ACTION ITEM:
The word "FileType" marks the lines to copy; find all of them in the entries below.
-- DATASET RECORDS follows --
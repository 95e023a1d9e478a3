//! Recursive, bounded-concurrency directory walker.
//!
//! Directories within the depth limit become [`FolderNode`]s; anything deeper
//! is folded into the direct statistics of its deepest visible ancestor, so
//! totals do not depend on the depth limit.

use std::fs::FileType;
use std::path::{Path, PathBuf};

use compact_str::CompactString;
use futures::future::{BoxFuture, FutureExt};

use canopy_core::{
    FileStats, NodeId, ScanError, ScanWarning, TypeBreakdown, TypeCategory, classify,
};

use crate::context::ScanContext;
use crate::runner::{RunError, run_bounded};

/// Size, count and per-category tally of a set of files.
#[derive(Debug, Clone, Copy, Default, PartialEq, Eq)]
pub(crate) struct Totals {
    pub size: u64,
    pub files: u64,
    pub breakdown: TypeBreakdown,
}

impl Totals {
    pub fn add_file(&mut self, category: TypeCategory, size: u64) {
        self.size += size;
        self.files += 1;
        self.breakdown.record(category, size);
    }

    pub fn merge(&mut self, other: &Totals) {
        self.size += other.size;
        self.files += other.files;
        self.breakdown.merge(&other.breakdown);
    }
}

/// A folder under construction. Owned by the walker until aggregation.
#[derive(Debug)]
pub(crate) struct FolderNode {
    pub id: NodeId,
    pub path: PathBuf,
    pub name: CompactString,
    pub depth: u32,
    pub children: Vec<FolderNode>,
    /// Files directly inside, plus everything folded in from below the depth limit.
    pub direct: Totals,
}

impl FolderNode {
    pub fn new(id: NodeId, path: PathBuf, name: CompactString, depth: u32) -> Self {
        Self {
            id,
            path,
            name,
            depth,
            children: Vec::new(),
            direct: Totals::default(),
        }
    }
}

/// Display name of a path: its last component, or the whole path for roots.
pub(crate) fn display_name(path: &Path) -> CompactString {
    path.file_name()
        .map(|n| CompactString::new(n.to_string_lossy()))
        .unwrap_or_else(|| CompactString::new(path.to_string_lossy()))
}

/// Directory entry that survived the hidden-name filter.
struct Listed {
    path: PathBuf,
    name: CompactString,
    file_type: FileType,
}

/// What an entry turned out to be once symlinks and policies were applied.
enum Resolved {
    File { size: u64 },
    Dir,
}

enum Outcome {
    Skipped,
    File { category: TypeCategory, size: u64 },
    Child(FolderNode),
    Folded(Totals),
}

fn into_scan_error(err: RunError<ScanError>) -> ScanError {
    match err {
        RunError::Cancelled => ScanError::Cancelled,
        RunError::Failed(err) => err,
    }
}

/// Walk `path` as a folder node at `depth`.
///
/// Returns `None` when the directory's real path was already visited in this
/// scan (hard link, symlink ring, re-entrant mount).
pub(crate) fn walk_dir<'a>(
    ctx: &'a ScanContext,
    path: PathBuf,
    name: CompactString,
    depth: u32,
) -> BoxFuture<'a, Result<Option<FolderNode>, ScanError>> {
    async move {
        let Some(canonical) = enter(ctx, &path).await else {
            return Ok(None);
        };
        let mut node = FolderNode::new(NodeId::from_path(&canonical), path, name, depth);

        let entries = list_dir(ctx, &node.path).await;
        let parent_id = node.id;
        let outcomes = run_bounded(
            entries,
            ctx.config.effective_concurrency(),
            || ctx.is_cancelled(),
            |entry| visit_entry(ctx, entry, parent_id, depth),
        )
        .await
        .map_err(into_scan_error)?;

        for outcome in outcomes {
            match outcome {
                Outcome::Skipped => {}
                Outcome::File { category, size } => node.direct.add_file(category, size),
                Outcome::Child(child) => node.children.push(child),
                Outcome::Folded(totals) => node.direct.merge(&totals),
            }
        }

        Ok(Some(node))
    }
    .boxed()
}

/// Sum everything below `path` without creating nodes.
///
/// Shares the visited set with [`walk_dir`], so cycles below the depth limit
/// terminate the same way.
fn fold_dir(ctx: &ScanContext, path: PathBuf) -> BoxFuture<'_, Result<Option<Totals>, ScanError>> {
    async move {
        if enter(ctx, &path).await.is_none() {
            return Ok(None);
        }

        let entries = list_dir(ctx, &path).await;
        let parts = run_bounded(
            entries,
            ctx.config.effective_concurrency(),
            || ctx.is_cancelled(),
            |entry| fold_entry(ctx, entry),
        )
        .await
        .map_err(into_scan_error)?;

        let mut totals = Totals::default();
        for part in parts.iter().flatten() {
            totals.merge(part);
        }
        Ok(Some(totals))
    }
    .boxed()
}

async fn visit_entry(
    ctx: &ScanContext,
    entry: Listed,
    parent_id: NodeId,
    parent_depth: u32,
) -> Result<Outcome, ScanError> {
    match resolve(ctx, &entry).await {
        None => Ok(Outcome::Skipped),
        Some(Resolved::File { size }) => {
            ctx.record_file(&entry.path);
            let category = classify(&entry.name);
            if ctx.config.include_files {
                ctx.push_leaf(FileStats {
                    id: NodeId::from_path(&entry.path),
                    path: entry.path,
                    name: entry.name,
                    parent_id,
                    depth: parent_depth + 1,
                    size,
                    category,
                })?;
            }
            Ok(Outcome::File { category, size })
        }
        Some(Resolved::Dir) => {
            let depth = parent_depth + 1;
            if ctx.config.within_depth(depth) {
                let child = walk_dir(ctx, entry.path, entry.name, depth).await?;
                Ok(child.map_or(Outcome::Skipped, Outcome::Child))
            } else {
                let folded = fold_dir(ctx, entry.path).await?;
                Ok(folded.map_or(Outcome::Skipped, Outcome::Folded))
            }
        }
    }
}

async fn fold_entry(ctx: &ScanContext, entry: Listed) -> Result<Option<Totals>, ScanError> {
    match resolve(ctx, &entry).await {
        None => Ok(None),
        Some(Resolved::File { size }) => {
            ctx.record_file(&entry.path);
            let mut totals = Totals::default();
            totals.add_file(classify(&entry.name), size);
            Ok(Some(totals))
        }
        Some(Resolved::Dir) => fold_dir(ctx, entry.path).await,
    }
}

/// Resolve the real path of a directory and claim it for this scan.
async fn enter(ctx: &ScanContext, path: &Path) -> Option<PathBuf> {
    let canonical = {
        let _permit = ctx.io_permit().await;
        tokio::fs::canonicalize(path).await
    };
    let canonical = canonical.unwrap_or_else(|_| path.to_path_buf());
    ctx.visit(&canonical).then_some(canonical)
}

/// List a directory, dropping hidden names. Unreadable directories are empty.
async fn list_dir(ctx: &ScanContext, path: &Path) -> Vec<Listed> {
    let _permit = ctx.io_permit().await;

    let mut read_dir = match tokio::fs::read_dir(path).await {
        Ok(rd) => rd,
        Err(err) => {
            ctx.warn(ScanWarning::read_error(path, &err));
            return Vec::new();
        }
    };
    ctx.record_dir(path);

    let mut entries = Vec::new();
    loop {
        let entry = match read_dir.next_entry().await {
            Ok(Some(entry)) => entry,
            Ok(None) => break,
            Err(err) => {
                ctx.warn(ScanWarning::read_error(path, &err));
                break;
            }
        };

        let name = CompactString::new(entry.file_name().to_string_lossy());
        if ctx.config.should_skip_hidden(&name) {
            continue;
        }
        match entry.file_type().await {
            Ok(file_type) => entries.push(Listed {
                path: entry.path(),
                name,
                file_type,
            }),
            Err(err) => ctx.warn(ScanWarning::metadata_error(entry.path(), &err)),
        }
    }
    entries
}

/// Apply symlink and exclusion policy and fetch file sizes.
async fn resolve(ctx: &ScanContext, entry: &Listed) -> Option<Resolved> {
    let file_type = entry.file_type;

    if file_type.is_dir() {
        return (!ctx.policy.is_excluded(&entry.path)).then_some(Resolved::Dir);
    }

    let metadata = if file_type.is_symlink() {
        if !ctx.config.follow_symlinks {
            return None;
        }
        let target = {
            let _permit = ctx.io_permit().await;
            tokio::fs::metadata(&entry.path).await
        };
        match target {
            Ok(meta) if meta.is_dir() => {
                return (!ctx.policy.is_excluded(&entry.path)).then_some(Resolved::Dir);
            }
            Ok(meta) => meta,
            Err(_) => {
                ctx.warn(ScanWarning::broken_symlink(&entry.path));
                return None;
            }
        }
    } else if file_type.is_file() {
        let meta = {
            let _permit = ctx.io_permit().await;
            tokio::fs::symlink_metadata(&entry.path).await
        };
        match meta {
            Ok(meta) => meta,
            Err(err) => {
                ctx.warn(ScanWarning::metadata_error(&entry.path, &err));
                return None;
            }
        }
    } else {
        // Sockets, fifos, devices.
        return None;
    };

    if !metadata.is_file() {
        return None;
    }
    Some(Resolved::File {
        size: metadata.len(),
    })
}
-- DATASET RECORDS concluded --
REPLY TO THE EXERCISE:
use std::fs::FileType;
    file_type: FileType,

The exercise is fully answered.